The director says he was trying to showcase “old fashioned journalists” who document what is happening, without bias or opinion and leave other people to interpret what they do. The film has garnered largely positive reviews, with The Telegraph's Robbie Collin awarding it five stars.
“Civil War moves in ways you'd forgotten films of this scale could,” he wrote, “with compassion for its lead characters and a dark, prowling intellect, and yet a simultaneous total commitment to thrilling the audience at every single moment.
“Each leg of the journey toggles between pin-drop suspense and rivetingly frantic firefights, often staged with a mesmerisingly surreal edge.”
Empire's John Nugent, giving it four stars, added: “It never lets up, always gripping, always pummelling your senses, always ghoulishly compelling. Whatever your response to its political prevarication, this is undeniably confident, intense, sweaty-palmed filmmaking at the highest level.”
But the Guardian's Adrian Horton was less keen, awarding it three stars overall. Civil War is “decidedly anti-war but firmly unspecific”, she said, “assiduously avoiding any direct correlation to current politics or, it turns out, any politics at all”.

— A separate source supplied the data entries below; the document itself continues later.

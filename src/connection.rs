//! Transports to target hosts and privilege escalation.
//!
//! Every host gets an [`Executor`]: the local [`SystemExecutor`] for
//! `localhost`, or an [`SshExecutor`] that runs each command through the
//! system `ssh` client. Steps that need root wrap that executor in
//! [`Elevated`], which prefixes `sudo`.
use std::path::PathBuf;
use std::process::Command;
use std::sync::Arc;

use anyhow::Result;

use crate::config::inventory::{Host, Transport};
use crate::error::ConnectionError;
use crate::exec::{self, ExecResult, Executor, SystemExecutor};

/// Seconds OpenSSH waits for the TCP connection before giving up.
const CONNECT_TIMEOUT_SECS: u32 = 10;

/// Exit status reserved by OpenSSH for its own (connection) errors.
const SSH_CONNECTION_FAILURE: i32 = 255;

/// Seconds an idle shared SSH connection stays open.
const CONTROL_PERSIST_SECS: u32 = 60;

/// Quote `word` for a POSIX shell.
///
/// Words made only of characters that are never special to the shell are
/// returned unchanged; everything else is wrapped in single quotes.
///
/// # Examples
///
/// ```
/// use devenv_cli::connection::shell_quote;
///
/// assert_eq!(shell_quote("/home/alice/.bashrc"), "/home/alice/.bashrc");
/// assert_eq!(shell_quote("it's"), r"'it'\''s'");
/// assert_eq!(shell_quote(""), "''");
/// ```
#[must_use]
pub fn shell_quote(word: &str) -> String {
    let safe = !word.is_empty()
        && word
            .chars()
            .all(|c| c.is_ascii_alphanumeric() || "_@%+=:,./-".contains(c));
    if safe {
        word.to_string()
    } else {
        format!("'{}'", word.replace('\'', r"'\''"))
    }
}

/// Join a program and its arguments into a single shell command line.
#[must_use]
pub fn command_line(program: &str, args: &[&str]) -> String {
    std::iter::once(program)
        .chain(args.iter().copied())
        .map(shell_quote)
        .collect::<Vec<_>>()
        .join(" ")
}

/// Connection settings that apply to every SSH host of a run.
#[derive(Debug, Clone, Default)]
pub struct ConnectOpts {
    /// Login user when the inventory entry does not name one.
    pub login_user: Option<String>,
    /// Let OpenSSH prompt for a password instead of failing in batch mode.
    pub ask_pass: bool,
    /// Directory for shared-connection sockets. When set, every command to
    /// a host reuses one authenticated connection, so a password is asked
    /// for once per host.
    pub control_dir: Option<PathBuf>,
}

/// Runs commands on a remote host through the system `ssh` client.
#[derive(Debug, Clone)]
pub struct SshExecutor {
    host: String,
    destination: String,
    port: Option<u16>,
    batch_mode: bool,
    control_dir: Option<PathBuf>,
}

impl SshExecutor {
    /// Create an executor for `host`, resolving the login user from the
    /// inventory entry first and `opts` second.
    #[must_use]
    pub fn new(host: &Host, opts: &ConnectOpts) -> Self {
        let destination = match host.user.as_ref().or(opts.login_user.as_ref()) {
            Some(user) => format!("{user}@{}", host.address),
            None => host.address.clone(),
        };
        Self {
            host: host.name.clone(),
            destination,
            port: host.port,
            batch_mode: !opts.ask_pass,
            control_dir: opts.control_dir.clone(),
        }
    }

    /// Arguments passed to `ssh` to run `program args…` on the host.
    #[must_use]
    pub fn ssh_args(&self, program: &str, args: &[&str]) -> Vec<String> {
        let mut argv = Vec::new();
        if self.batch_mode {
            argv.extend(["-o".to_string(), "BatchMode=yes".to_string()]);
        }
        argv.extend([
            "-o".to_string(),
            format!("ConnectTimeout={CONNECT_TIMEOUT_SECS}"),
        ]);
        if let Some(dir) = &self.control_dir {
            argv.extend([
                "-o".to_string(),
                "ControlMaster=auto".to_string(),
                "-o".to_string(),
                format!("ControlPath={}/%C", dir.display()),
                "-o".to_string(),
                format!("ControlPersist={CONTROL_PERSIST_SECS}"),
            ]);
        }
        if let Some(port) = self.port {
            argv.extend(["-p".to_string(), port.to_string()]);
        }
        argv.push("--".to_string());
        argv.push(self.destination.clone());
        argv.push(command_line(program, args));
        argv
    }
}

impl Executor for SshExecutor {
    fn execute(&self, program: &str, args: &[&str], input: Option<&[u8]>) -> Result<ExecResult> {
        let mut cmd = Command::new("ssh");
        cmd.args(self.ssh_args(program, args));
        let result = exec::spawn(cmd, &format!("{program} on {}", self.host), input)?;
        if result.code == Some(SSH_CONNECTION_FAILURE) {
            return Err(ConnectionError::Unreachable {
                host: self.host.clone(),
                reason: result.stderr.trim().to_string(),
            }
            .into());
        }
        Ok(result)
    }
}

/// Runs commands through `sudo` on top of another executor.
///
/// Program lookups go through `sudo` as well, so they search sudo's
/// `secure_path` rather than the login user's `PATH`.
#[derive(Debug, Clone)]
pub struct Elevated {
    inner: Arc<dyn Executor>,
    password: Option<Arc<str>>,
    run_as: Option<String>,
}

impl Elevated {
    /// Wrap `inner`; with a `password`, sudo reads it from stdin, otherwise
    /// sudo runs non-interactively and fails if it would prompt.
    #[must_use]
    pub fn new(inner: Arc<dyn Executor>, password: Option<Arc<str>>) -> Self {
        Self {
            inner,
            password,
            run_as: None,
        }
    }

    /// Same escalation, but run commands as `user` instead of root.
    #[must_use]
    pub fn as_user(&self, user: &str) -> Self {
        Self {
            inner: Arc::clone(&self.inner),
            password: self.password.clone(),
            run_as: Some(user.to_string()),
        }
    }

    /// Arguments passed to `sudo` to run `program args…`.
    #[must_use]
    pub fn sudo_args<'a>(&'a self, program: &'a str, args: &[&'a str]) -> Vec<&'a str> {
        let mut argv = if self.password.is_some() {
            vec!["-S", "-p", ""]
        } else {
            vec!["-n"]
        };
        if let Some(user) = &self.run_as {
            argv.extend(["-H", "-u", user.as_str()]);
        }
        argv.push("--");
        argv.push(program);
        argv.extend_from_slice(args);
        argv
    }
}

impl Executor for Elevated {
    fn execute(&self, program: &str, args: &[&str], input: Option<&[u8]>) -> Result<ExecResult> {
        let argv = self.sudo_args(program, args);
        match (&self.password, input) {
            (None, input) => self.inner.execute("sudo", &argv, input),
            (Some(password), None) => {
                let line = format!("{password}\n");
                self.inner.execute("sudo", &argv, Some(line.as_bytes()))
            }
            // sudo may skip the prompt (cached or NOPASSWD credentials), in
            // which case the password line would leak into the command.
            (Some(_), Some(_)) => anyhow::bail!(
                "refusing to stream stdin to '{program}' through password-authenticated sudo"
            ),
        }
    }
}

/// Build the executor for `host`.
#[must_use]
pub fn connect(host: &Host, opts: &ConnectOpts) -> Arc<dyn Executor> {
    match host.transport {
        Transport::Local => Arc::new(SystemExecutor),
        Transport::Ssh => Arc::new(SshExecutor::new(host, opts)),
    }
}

/// Check that `host` accepts commands and return the login user's uid.
///
/// # Errors
///
/// Returns [`ConnectionError::Unreachable`] if the transport fails or
/// `id -u` does not report a uid.
pub fn probe(host: &Host, executor: &dyn Executor) -> Result<u32> {
    let unreachable = |reason: String| {
        anyhow::Error::from(ConnectionError::Unreachable {
            host: host.name.clone(),
            reason,
        })
    };
    let result = executor.run_unchecked("id", &["-u"])?;
    if !result.success {
        return Err(unreachable(result.stderr.trim().to_string()));
    }
    let output = result.stdout.trim();
    output
        .parse()
        .map_err(|_| unreachable(format!("unexpected `id -u` output: {output}")))
}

“The distance,” she concluded, “makes for an at times frustrating watch – stimulating on the level of adrenaline, not emotions.”
‘Old men'
Dunst grew up in front of the camera, beginning her career when she was three years old. She says pay disparity isn't the only issue when it comes to sexism in the movie industry.
One of Dunst's leading roles in her early 20s was in Sofia Coppola's 2006 Marie Antoinette biopic. She played the titular role and says the movie “was panned” by film critics.
“The people that were watching that movie were my age, they weren't movie reviewers. Movie reviewers were old men. So to me, the people that enjoyed Marie Antoinette have now grown up and are like ‘We loved this movie' but they weren't the people writing the reviews.
“We grew up in a world where it's man-kind, man-made, man this, man that, that's how we grew up.” But Dunst does think times have changed: “Hopefully, the way I carve my path will help other actresses.”